8) International Data Transfers
We may process data globally. Where required (e.g., EEA/UK), we rely on appropriate safeguards such as Standard Contractual Clauses (SCCs) and implement technical and organizational measures to protect personal data transferred internationally.
9) Data Retention
Defaults (configurable where supported): IDs & settings — while account is active; message metadata & webhook logs — 180 days; content/media (if enabled) — 30–90 days; backups — up to 30 days rolling. We may retain limited data to comply with law, resolve disputes, or enforce agreements.
10) Security & Incidents
We use industry-standard administrative, technical, and physical safeguards, including encryption in transit, access controls, secret management, and auditing.

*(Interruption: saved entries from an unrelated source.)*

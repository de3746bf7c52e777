use crate::cache::CacheError;
use thiserror::Error;

/// Errors raised while fetching, normalizing or writing Pokémon data.
#[derive(Error, Debug)]
pub enum PipelineError {
    #[error("No english name found")]
    NoEnglishName,

    #[error("Unable to find location: {0}")]
    LocationNotFound(String),

    #[error("Missing entries for {0}")]
    MissingMergeSource(String),

    #[error("Missing base stat: {0}")]
    MissingStat(String),

    #[error("Unknown Pokémon type: {0}")]
    UnknownType(String),

    #[error("Resource not found: {0}")]
    NotFound(String),

    #[error("Configuration error: {0}")]
    Config(String),

    #[error("Network error: {0}")]
    Network(String),

    #[error("Cache error: {0}")]
    Cache(#[from] CacheError),

    #[error("Parse error: {0}")]
    Parse(#[from] serde_json::Error),

    #[error("I/O error: {0}")]
    Io(#[from] std::io::Error),
}

impl From<reqwest::Error> for PipelineError {
    fn from(err: reqwest::Error) -> Self {
        PipelineError::Network(err.to_string())
    }
}

impl From<toml::de::Error> for PipelineError {
    fn from(err: toml::de::Error) -> Self {
        PipelineError::Config(err.to_string())
    }
}

pub type Result<T> = std::result::Result<T, PipelineError>;
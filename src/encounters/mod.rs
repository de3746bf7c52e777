//! Per-game encounter documents: aggregation, location overrides and output.

mod aggregate;
mod assemble;
mod model;
mod transform;

pub use aggregate::encounter_locations_for_game;
pub use assemble::{assemble, encounters_output_dir, write_encounters_file};
pub use model::*;
pub use transform::{
    LocationTransformer, MethodClaims, TransformFn, TransformerFactory, no_transformers,
};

If we become aware of a breach of security leading to accidental or unlawful destruction, loss, alteration, unauthorized disclosure of, or access to personal data, we will investigate, mitigate, and notify customers and/or regulators as required by law and our agreements.

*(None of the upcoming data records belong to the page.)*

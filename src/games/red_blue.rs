use crate::encounters::{
    EncounterSets, GameLocations, LocationTransformer, MethodClaims, PokemonGameLocation,
    encounters_as_map,
};
use crate::error::PipelineError;
use indexmap::IndexMap;

pub const RED_BLUE_LOCATION_ORDER: &[&str] = &[
    "starter",
    "pallet-town",
    "kanto-route-1",
    "viridian-city",
    "kanto-route-22",
    "kanto-route-2",
    "viridian-forest",
    "kanto-route-3",
    "kanto-route-4",
    "mt-moon",
    "cerulean-city",
    "kanto-route-24",
    "kanto-route-25",
    "kanto-route-5",
    "kanto-route-6",
    "vermilion-city",
    "kanto-route-11",
    "digletts-cave",
    "kanto-route-9",
    "kanto-route-10",
    "rock-tunnel",
    "pokemon-tower",
    "kanto-route-12",
    "kanto-route-8",
    "kanto-route-7",
    "celadon-city",
    "saffron-city",
    "kanto-route-16",
    "kanto-route-17",
    "kanto-route-18",
    "fuchsia-city",
    "kanto-safari-zone",
    "kanto-route-15",
    "kanto-route-14",
    "kanto-route-13",
    "power-plant",
    "kanto-sea-route-19",
    "kanto-sea-route-20",
    "seafoam-islands",
    "cinnabar-island",
    "pokemon-mansion",
    "kanto-sea-route-21",
    "kanto-route-23",
    "kanto-victory-road",
    "cerulean-cave",
];

/// Red/Blue overrides.
///
/// The starters are gifts in Pallet Town upstream; they get their own
/// `starter` location and are removed from Pallet Town. PokeAPI splits Victory
/// Road into two locations, which are merged back into one.
pub fn red_blue_transformers(game_locations: &GameLocations) -> LocationTransformer<'_> {
    let claims = MethodClaims::new().consume("pallet-town", "gift");

    LocationTransformer::new()
        .with_claims(claims.clone())
        .with("starter", move || {
            let gifts: Vec<String> = game_locations
                .get("pallet-town")
                .and_then(|l| l.encounters.get("gift"))
                .map(|set| set.iter().cloned().collect())
                .unwrap_or_default();

            Ok(PokemonGameLocation {
                id: "starter".to_string(),
                name: "Starter".to_string(),
                encounters: IndexMap::from([("gift".to_string(), gifts)]),
            })
        })
        .with("pallet-town", move || {
            let location = game_locations
                .get("pallet-town")
                .ok_or_else(|| PipelineError::LocationNotFound("pallet-town".to_string()))?;

            Ok(PokemonGameLocation {
                id: "pallet-town".to_string(),
                name: "Pallet Town".to_string(),
                encounters: claims.strip("pallet-town", &location.encounters),
            })
        })
        .with("kanto-victory-road", move || {
            let (Some(first), Some(second)) = (
                game_locations.get("kanto-victory-road-1"),
                game_locations.get("kanto-victory-road-2"),
            ) else {
                return Err(PipelineError::MissingMergeSource(
                    "Kanto Victory Road".to_string(),
                ));
            };

            // Key-level merge: a method listed on both floors takes the second
            // floor's encounters but keeps its first-seen position.
            let mut merged = EncounterSets::new();
            for (method, pokemon) in first.encounters.iter().chain(&second.encounters) {
                merged.insert(method.clone(), pokemon.clone());
            }

            Ok(PokemonGameLocation {
                id: "kanto-victory-road".to_string(),
                name: "Kanto Victory Road".to_string(),
                encounters: encounters_as_map(&merged),
            })
        })
}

11) Automated Decision-Making
We do not engage in automated decision-making that produces legal or similarly significant effects. Limited automation is used for abuse/spam detection and rate-limiting.
12) Your Responsibilities
You are responsible for obtaining and recording valid opt-in for WhatsApp messaging and honoring opt-out requests; ensuring templates and content comply with WhatsApp/Meta policies and applicable laws; and configuring retention settings that meet your compliance needs.
13) Your Privacy Rights
Global: Subject to law, you may request access, correction, deletion, portability, restriction, or objection by contacting us (see Contact). We may request information to verify your identity and authority. We aim to respond within 30 days (extendable where permitted).
California (CCPA/CPRA): We do not “sell” or “share” personal information. California residents may request to know, delete, and correct personal information and will not be discriminated against for exercising their rights.
India (DPDP Act, 2023): You may raise grievances to our Grievance Officer (details below). We aim to acknowledge and resolve grievances within 15 days.
14) Cookies and Similar Technologies
We use cookies and similar technologies for login sessions, preferences, analytics, and security. Most browsers allow you to block or delete cookies; some features may not function without them. Where required (e.g., EEA/UK), a cookie banner/manager will present choices for non-essential cookies. See our Cookie Notice.
15) Marketing Communications & Do-Not-Track
We may send admins product updates or newsletters. You can opt out at any time via the unsubscribe link in those emails. Service and transactional messages (e.g., security, billing) are not marketing and may still be sent.
The Site does not respond to Do-Not-Track (DNT) signals due to the absence of an industry standard.
16) Children’s Privacy
The Service is not intended for individuals under 18. We do not knowingly collect personal data from children. If we learn we have collected such data, we will delete it.
17) Changes to This Policy
We may update this Policy from time to time. We will post the updated version with a new Effective date and, where legally required, provide additional notice.
18) Contact
XploreByte Solutions
Address: HNo 279, WardNo 5, Bawani Khera, Bhiwani, Haryana – 127032
Support: support@xplorebyte.com
19) Data Processing Addendum (DPA)
For customers subject to GDPR/UK GDPR/CCPA or enterprise requirements, XploreByte offers a Data Processing Addendum that forms part of the agreement and governs our processing as a processor, including sub-processors, international transfers (SCCs), security measures, assistance with data subject requests, and deletion/return of data on termination. Request a copy at support@xplorebyte.com.
WhatsApp-Specific Reminder
By connecting your WABA and phone number(s), you instruct XploreByte to process WhatsApp data on your behalf (including waba_id, phone_number_id, template metadata, and webhook events). Storage of message content/media is off by defaultand only enabled if you turn on features that require it. You remain responsible for end-user consent, template compliance, and lawful messaging.